3D Functional Ultrastructure of Cortico-Striatal Dopamine Hub Synapses – UltraDopa

Dopamine (DA) neuromodulation in the brain finely regulates motivation, voluntary movements, reward-based learning and valence coding. Slow metabotropic DA signaling and the lack of characterization of DA synapses favored the hypothesis that DA transmission is volumic. We recently purified DA projection to the striatum with advanced subcellular fractionation and identified that DA varicosities bind onto existing synapses of dopaminoceptive systems in multipartite DA hub synapses (DHS). Cortico-striatal glutamatergic synapses are important dopaminoceptive elements in motor and reward circuits. Indeed, we showed that nearly half of cortico-striatal synapses are engaged into DHS and display significant molecular remodeling compared to those devoid of DA inputs.
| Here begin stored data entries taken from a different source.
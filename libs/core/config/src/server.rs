use crate::{env_or_default, env_parse_or_default, ConfigError, FromEnv};
use std::net::Ipv4Addr;

/// Server configuration for HTTP APIs
#[derive(Clone, Debug)]
pub struct ServerConfig {
    pub host: String,
    pub port: u16,
}

impl ServerConfig {
    pub fn new(host: String, port: u16) -> Self {
        Self { host, port }
    }

    /// Get the server address as "host:port"
    pub fn address(&self) -> String {
        format!("{}:{}", self.host, self.port)
    }
}

impl FromEnv for ServerConfig {
    /// Reads from environment variables with sensible defaults:
    /// - HOST: defaults to Ipv4Addr::UNSPECIFIED (0.0.0.0 - all interfaces)
    /// - PORT: defaults to 8080
    fn from_env() -> Result<Self, ConfigError> {
        let host = env_or_default("HOST", &Ipv4Addr::UNSPECIFIED.to_string());
        let port = env_parse_or_default("PORT", "8080")?;

        Ok(Self { host, port })
    }
}

impl Default for ServerConfig {
    fn default() -> Self {
        Self {
            host: Ipv4Addr::UNSPECIFIED.to_string(),
            port: 8080,
        }
    }
}

#[cfg(test)]
mod tests {
    use super::*;

    #[test]
    fn test_server_config_from_env_with_defaults() {
        temp_env::with_vars([("HOST", None::<&str>), ("PORT", None::<&str>)], || {
            let config = ServerConfig::from_env().unwrap();
            assert_eq!(config.host, "0.0.0.0");
            assert_eq!(config.port, 8080);
            assert_eq!(config.address(), "0.0.0.0:8080");
        });
    }

    #[test]
    fn test_server_config_from_env_with_custom_values() {
        temp_env::with_vars(
            [("HOST", Some("127.0.0.1")), ("PORT", Some("3000"))],
            || {
                let config = ServerConfig::from_env().unwrap();
                assert_eq!(config.address(), "127.0.0.1:3000");
            },
        );
    }

    #[test]
    fn test_server_config_from_env_port_out_of_range() {
        temp_env::with_var("PORT", Some("99999"), || {
            let err = ServerConfig::from_env().unwrap_err();
            assert!(err.to_string().contains("PORT"));
        });
    }

    #[test]
    fn test_server_config_default() {
        let config = ServerConfig::default();
        assert_eq!(config.host, Ipv4Addr::UNSPECIFIED.to_string());
        assert_eq!(config.port, 8080);
    }
}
With this original model, UltraDopa aims at establishing a 3D-model of DA synapse and cortico-striatal DHS at the nanoscale. To that end we will implement corelative cryo-electron-tomography of nano-cellular to macro-molecular structures, and 3D STORM (STochastic Optical Reconstruction Microscopy) on isolated DHS, as well as correlative electron microscopy on high pressure frozen striatal slices. We will establish the nanoscale organization of synaptic vesicles, release sites, and synaptic adhesion sites at cortico-striatal DHS. We will then analyze the impact of the genetic loss of a synaptic adhesion molecule expressed at DHS on its structure. Finally, we will determine how exposure to cocaine, acting directly on DA neurotransmission, affects the structure of DHS. UltraDopa will pave the way for a redefinition of neurotransmission mechanisms between the volumic model classically attributed to modulators and the synaptic model to the excitatory/inhibitory systems. In addition, UltraDopa will generate a new framework of knowledge instrumental for translational research on addiction to psychostimulants that represent an increasing burden to the French social system.